◆ Task brief: Look at the entries below and restate word for word the lines from the first through the one that has "fn ticking_store(blobs: Box<dyn".

Saved entries:
== == ==
#[cfg(test)]
mod tests {
    use super::*;
    use crate::blob::{FileBlobStore, MemoryBlobStore};
    use std::cell::{Cell, RefCell};
    use std::rc::Rc;
    use tempfile::TempDir;

    /// Store whose clock advances by one millisecond per reading
    fn ticking_store(blobs: Box<dyn BlobStore>) -> Store {
        let tick = Rc::new(Cell::new(1_000i64));
        Store::open(blobs, DEFAULT_KEY).with_clock(move || {
            let now = tick.get();
            tick.set(now + 1);
            now
        })
    }

    fn memory_store() -> Store {
        ticking_store(Box::new(MemoryBlobStore::default()))
    }

    /// Blob store that refuses every write
    struct ReadOnlyBlobs;

    impl BlobStore for ReadOnlyBlobs {
        fn get(&self, _key: &str) -> Result<Option<String>> {
            Ok(None)
        }

        fn put(&mut self, _key: &str, _value: &str) -> Result<()> {
            Err(eyre::eyre!("read-only"))
        }

        fn remove(&mut self, _key: &str) -> Result<()> {
            Err(eyre::eyre!("read-only"))
        }
    }

    /// Blob store holding a fixed value
    struct FixedBlobs(String);

    impl BlobStore for FixedBlobs {
        fn get(&self, _key: &str) -> Result<Option<String>> {
            Ok(Some(self.0.clone()))
        }

        fn put(&mut self, _key: &str, value: &str) -> Result<()> {
            self.0 = value.to_string();
            Ok(())
        }

        fn remove(&mut self, _key: &str) -> Result<()> {
            Ok(())
        }
    }

    #[test]
    fn test_add_rejects_blank_text() {
        let mut store = memory_store();
        assert!(store.add("", TaskOptions::default()).is_none());
        assert!(store.add("   ", TaskOptions::default()).is_none());
        assert!(store.is_empty());

        let id = store.add("  x ", TaskOptions::default()).unwrap();
        assert_eq!(store.get(&id).unwrap().text, "x");
    }

    #[test]
    fn test_add_prepends() {
        let mut store = memory_store();
        store.add("first", TaskOptions::default());
        store.add("second", TaskOptions::default());

        let texts: Vec<&str> = store.tasks().iter().map(|t| t.text.as_str()).collect();
        assert_eq!(texts, vec!["second", "first"]);
        assert_ne!(store.tasks()[0].id, store.tasks()[1].id);
    }

    #[test]
    fn test_add_with_options() {
        let mut store = memory_store();
        let id = store
            .add(
                "Gym",
                TaskOptions::default()
                    .priority(Priority::High)
                    .category(Category::Health)
                    .tags(["fitness"]),
            )
            .unwrap();

        let task = store.get(&id).unwrap();
        assert_eq!(task.priority, Priority::High);
        assert_eq!(task.category, Category::Health);
        assert_eq!(task.tags, vec!["fitness".to_string()]);
    }

    #[test]
    fn test_remove_is_idempotent() {
        let mut store = memory_store();
        let id = store.add("x", TaskOptions::default()).unwrap();

        assert!(store.remove(&id));
        assert!(!store.remove(&id));
        assert!(store.is_empty());
    }

    #[test]
    fn test_toggle_twice_restores_and_updates_timestamp() {
        let mut store = memory_store();
        let id = store.add("x", TaskOptions::default()).unwrap();
        let created = store.get(&id).unwrap().updated_at;

        assert!(store.toggle(&id));
        let task = store.get(&id).unwrap();
        assert!(task.completed);
        assert_eq!(task.status, Status::Completed);
        let first = task.updated_at;
        assert!(first > created);

        assert!(store.toggle(&id));
        let task = store.get(&id).unwrap();
        assert!(!task.completed);
        assert_eq!(task.status, Status::Pending);
        assert!(task.updated_at > first);
    }

    #[test]
    fn test_unknown_id_is_noop() {
        let mut store = memory_store();
        store.add("x", TaskOptions::default());
        let before = store.state().clone();

        assert!(!store.toggle("missing"));
        assert!(!store.update_text("missing", "y"));
        assert!(!store.update_priority("missing", Priority::High));
        assert!(!store.update_status("missing", Status::Completed));
        assert!(store.duplicate("missing").is_none());
        assert_eq!(store.state(), &before);
    }

    #[test]
    fn test_update_text() {
        let mut store = memory_store();
        let id = store.add("old", TaskOptions::default()).unwrap();

        assert!(!store.update_text(&id, "  "));
        assert_eq!(store.get(&id).unwrap().text, "old");

        assert!(store.update_text(&id, " new "));
        assert_eq!(store.get(&id).unwrap().text, "new");
    }

    #[test]
    fn test_update_fields_bump_updated_at() {
        let mut store = memory_store();
        let id = store.add("x", TaskOptions::default()).unwrap();
        let mut last = store.get(&id).unwrap().updated_at;

        store.update_priority(&id, Priority::Low);
        let task = store.get(&id).unwrap();
        assert_eq!(task.priority, Priority::Low);
        assert!(task.updated_at > last);
        last = task.updated_at;

        store.update_category(&id, Category::Shopping);
        let task = store.get(&id).unwrap();
        assert_eq!(task.category, Category::Shopping);
        assert!(task.updated_at > last);
        last = task.updated_at;

        store.update_status(&id, Status::Completed);
        let task = store.get(&id).unwrap();
        assert!(task.completed);
        assert!(task.updated_at > last);

        store.update_status(&id, Status::InProgress);
        let task = store.get(&id).unwrap();
        assert!(!task.completed);
        assert_eq!(task.status, Status::InProgress);
    }

    #[test]
    fn test_update_patch() {
        let mut store = memory_store();
        let id = store.add("x", TaskOptions::default()).unwrap();

        assert!(store.update(
            &id,
            TaskPatch {
                description: Some("details".to_string()),
                tags: Some(vec!["a".to_string()]),
                ..Default::default()
            }
        ));
        let task = store.get(&id).unwrap();
        assert_eq!(task.description, "details");
        assert_eq!(task.tags, vec!["a".to_string()]);
    }

    #[test]
    fn test_duplicate() {
        let mut store = memory_store();
        let id = store
            .add(
                "Report",
                TaskOptions::default()
                    .priority(Priority::High)
                    .description("quarterly"),
            )
            .unwrap();
        store.toggle(&id);
        let original = store.get(&id).unwrap().clone();

        let copy_id = store.duplicate(&id).unwrap();
        assert_ne!(copy_id, id);

        let copy = store.get(&copy_id).unwrap();
        assert_eq!(copy.text, "Report (Copy)");
        assert!(!copy.completed);
        assert_eq!(copy.status, Status::Pending);
        assert_eq!(copy.priority, Priority::High);
        assert_eq!(copy.description, "quarterly");
        assert!(copy.created_at > original.created_at);

        // Original untouched, copy at the front
        assert_eq!(store.get(&id).unwrap(), &original);
        assert_eq!(store.tasks()[0].id, copy_id);
    }

    #[test]
    fn test_toggle_all() {
        let mut store = memory_store();
        let a = store.add("a", TaskOptions::default()).unwrap();
        store.add("b", TaskOptions::default());
        store.toggle(&a);

        // Mixed -> all complete
        assert!(store.toggle_all());
        assert!(store.tasks().iter().all(|t| t.completed && t.status == Status::Completed));

        // All complete -> all incomplete
        assert!(store.toggle_all());
        assert!(store.tasks().iter().all(|t| !t.completed && t.status == Status::Pending));

        // None complete -> all complete
        assert!(store.toggle_all());
        assert!(store.tasks().iter().all(|t| t.completed));
    }

    #[test]
    fn test_toggle_all_empty() {
        let mut store = memory_store();
        assert!(!store.toggle_all());
    }

    #[test]
    fn test_clear_completed_and_all() {
        let mut store = memory_store();
        let a = store.add("a", TaskOptions::default()).unwrap();
        store.add("b", TaskOptions::default());
        store.add("c", TaskOptions::default());
        store.toggle(&a);

        assert_eq!(store.clear_completed(), 1);
        assert_eq!(store.len(), 2);
        assert!(store.get(&a).is_none());
        assert_eq!(store.clear_completed(), 0);

        assert_eq!(store.clear_all(), 2);
        assert!(store.is_empty());
    }

    #[test]
    fn test_find_matching() {
        let mut store = memory_store();
        let id = store.add("x", TaskOptions::default()).unwrap();
        store.add("y", TaskOptions::default());

        assert_eq!(store.find_matching(&id).len(), 1);
        let tail = &id[id.len() - 8..];
        let found = store.find_matching(tail);
        assert_eq!(found.len(), 1);
        assert_eq!(found[0].id, id);

        assert!(store.find_matching("ab").is_empty());
    }

    #[test]
    fn test_visible_uses_view_state() {
        let mut store = memory_store();
        store.add(
            "Buy milk",
            TaskOptions::default()
                .category(Category::Work)
                .priority(Priority::Low),
        );
        let mom = store
            .add(
                "Call mom",
                TaskOptions::default()
                    .category(Category::Personal)
                    .priority(Priority::High),
            )
            .unwrap();
        store.toggle(&mom);

        store.set_filter(CompletionFilter::Active);
        let visible: Vec<&str> = store.visible().iter().map(|t| t.text.as_str()).collect();
        assert_eq!(visible, vec!["Buy milk"]);

        store.set_filter(CompletionFilter::All);
        store.set_search_query("milk");
        let visible: Vec<&str> = store.visible().iter().map(|t| t.text.as_str()).collect();
        assert_eq!(visible, vec!["Buy milk"]);

        let stats = store.stats();
        assert_eq!(stats.total, 2);
        assert_eq!(stats.completed, 1);
        assert_eq!(stats.active, 1);
        assert_eq!(stats.high_priority, 1);
    }

    #[test]
    fn test_state_persists_across_reopen() {
        let temp = TempDir::new().unwrap();
        let id;
        let saved;
        {
            let mut store = ticking_store(Box::new(FileBlobStore::open(temp.path()).unwrap()));
            id = store
                .add("Persist me", TaskOptions::default().due_date(99).tags(["x"]))
                .unwrap();
            store.toggle(&id);
            store.set_sort_by(SortKey::Priority);
            store.set_category(Selector::Only(Category::Work));
            saved = store.state().clone();
        }

        let store = Store::open(Box::new(FileBlobStore::open(temp.path()).unwrap()), DEFAULT_KEY);
        assert_eq!(store.state(), &saved);
        assert!(store.get(&id).unwrap().completed);
        assert_eq!(store.view().sort_by, SortKey::Priority);
    }

    #[test]
    fn test_encode_decode_round_trip() {
        let mut store = memory_store();
        store.add("a", TaskOptions::default().priority(Priority::High));
        store.add("b", TaskOptions::default().due_date(5).description("d"));
        store.set_sort_order(SortOrder::Asc);

        let blob = encode_state(store.state()).unwrap();
        assert!(blob.contains("\"version\":1"));
        let decoded = decode_state(&blob).unwrap();
        assert_eq!(&decoded, store.state());
    }

    #[test]
    fn test_corrupt_blob_starts_empty() {
        let store = Store::open(Box::new(FixedBlobs("{not json".to_string())), DEFAULT_KEY);
        assert!(store.is_empty());
        assert_eq!(store.view(), &ViewState::default());
    }

    #[test]
    fn test_newer_version_starts_empty() {
        let blob = r#"{"version":99,"state":{"todos":[]}}"#.to_string();
        let store = Store::open(Box::new(FixedBlobs(blob)), DEFAULT_KEY);
        assert!(store.is_empty());
    }

    #[test]
    fn test_legacy_records_load() {
        let blob = r#"{"version":1,"state":{"todos":[
            {"id":"a","text":"Old","completed":true,"created_at":1,"updated_at":1}
        ]}}"#
            .to_string();
        let store = Store::open(Box::new(FixedBlobs(blob)), DEFAULT_KEY);
        let task = store.get("a").unwrap();
        assert_eq!(task.status, Status::Completed);
        assert_eq!(task.priority, Priority::Medium);
    }

    #[test]
    fn test_duplicate_ids_keep_first() {
        let blob = r#"{"version":1,"state":{"todos":[
            {"id":"dup","text":"A","created_at":2,"updated_at":2},
            {"id":"other","text":"C","created_at":1,"updated_at":1},
            {"id":"dup","text":"B","created_at":1,"updated_at":1}
        ]}}"#
            .to_string();
        let mut store = Store::open(Box::new(FixedBlobs(blob)), DEFAULT_KEY);
        let texts: Vec<_> = store.tasks().iter().map(|t| t.text.as_str()).collect();
        assert_eq!(texts, ["A", "C"]);

        assert!(store.toggle("dup"));
        assert!(store.get("dup").unwrap().completed);

        assert!(store.remove("dup"));
        assert_eq!(store.len(), 1);
        assert!(!store.remove("dup"));
    }

    #[test]
    fn test_write_failure_is_not_fatal() {
        let mut store = Store::open(Box::new(ReadOnlyBlobs), DEFAULT_KEY);
        let id = store.add("still works", TaskOptions::default()).unwrap();
        assert!(store.toggle(&id));
        assert_eq!(store.len(), 1);
        assert!(store.save().is_err());
    }

    /// Blob store that records every write
    #[derive(Default)]
    struct RecordingBlobs {
        writes: Rc<Cell<usize>>,
        last: Rc<RefCell<Option<String>>>,
    }

    impl BlobStore for RecordingBlobs {
        fn get(&self, _key: &str) -> Result<Option<String>> {
            Ok(self.last.borrow().clone())
        }

        fn put(&mut self, _key: &str, value: &str) -> Result<()> {
            self.writes.set(self.writes.get() + 1);
            *self.last.borrow_mut() = Some(value.to_string());
            Ok(())
        }

        fn remove(&mut self, _key: &str) -> Result<()> {
            *self.last.borrow_mut() = None;
            Ok(())
        }
    }

    #[test]
    fn test_every_change_saves_and_noops_do_not() {
        let blobs = RecordingBlobs::default();
        let writes = Rc::clone(&blobs.writes);
        let last = Rc::clone(&blobs.last);
        let mut store = Store::open(Box::new(blobs), DEFAULT_KEY);
        let saved = || decode_state(last.borrow().as_deref().unwrap()).unwrap();

        let id = store.add("x", TaskOptions::default()).unwrap();
        assert_eq!(writes.get(), 1);

        store.update_priority(&id, Priority::High);
        assert_eq!(writes.get(), 2);
        assert_eq!(saved().todos[0].priority, Priority::High);

        store.set_filter(CompletionFilter::Completed);
        assert_eq!(writes.get(), 3);
        assert_eq!(saved().view.filter, CompletionFilter::Completed);

        // Nothing changes, nothing written
        store.add("  ", TaskOptions::default());
        store.toggle("missing");
        store.set_filter(CompletionFilter::Completed);
        assert_eq!(store.clear_completed(), 0);
        assert_eq!(writes.get(), 3);

        // A patch whose only field is blank text is a no-op too
        let updated_at = store.get(&id).unwrap().updated_at;
        let blank = TaskPatch {
            text: Some("   ".to_string()),
            ..Default::default()
        };
        assert!(!store.update(&id, blank));
        assert!(!store.update(&id, TaskPatch::default()));
        assert_eq!(store.get(&id).unwrap().updated_at, updated_at);
        assert_eq!(writes.get(), 3);

        store.clear_all();
        assert_eq!(writes.get(), 4);
        assert!(saved().todos.is_empty());
    }
}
== == ==
◆ Expected answer:
#[cfg(test)]
mod tests {
    use super::*;
    use crate::blob::{FileBlobStore, MemoryBlobStore};
    use std::cell::{Cell, RefCell};
    use std::rc::Rc;
    use tempfile::TempDir;

    /// Store whose clock advances by one millisecond per reading
    fn ticking_store(blobs: Box<dyn BlobStore>) -> Store {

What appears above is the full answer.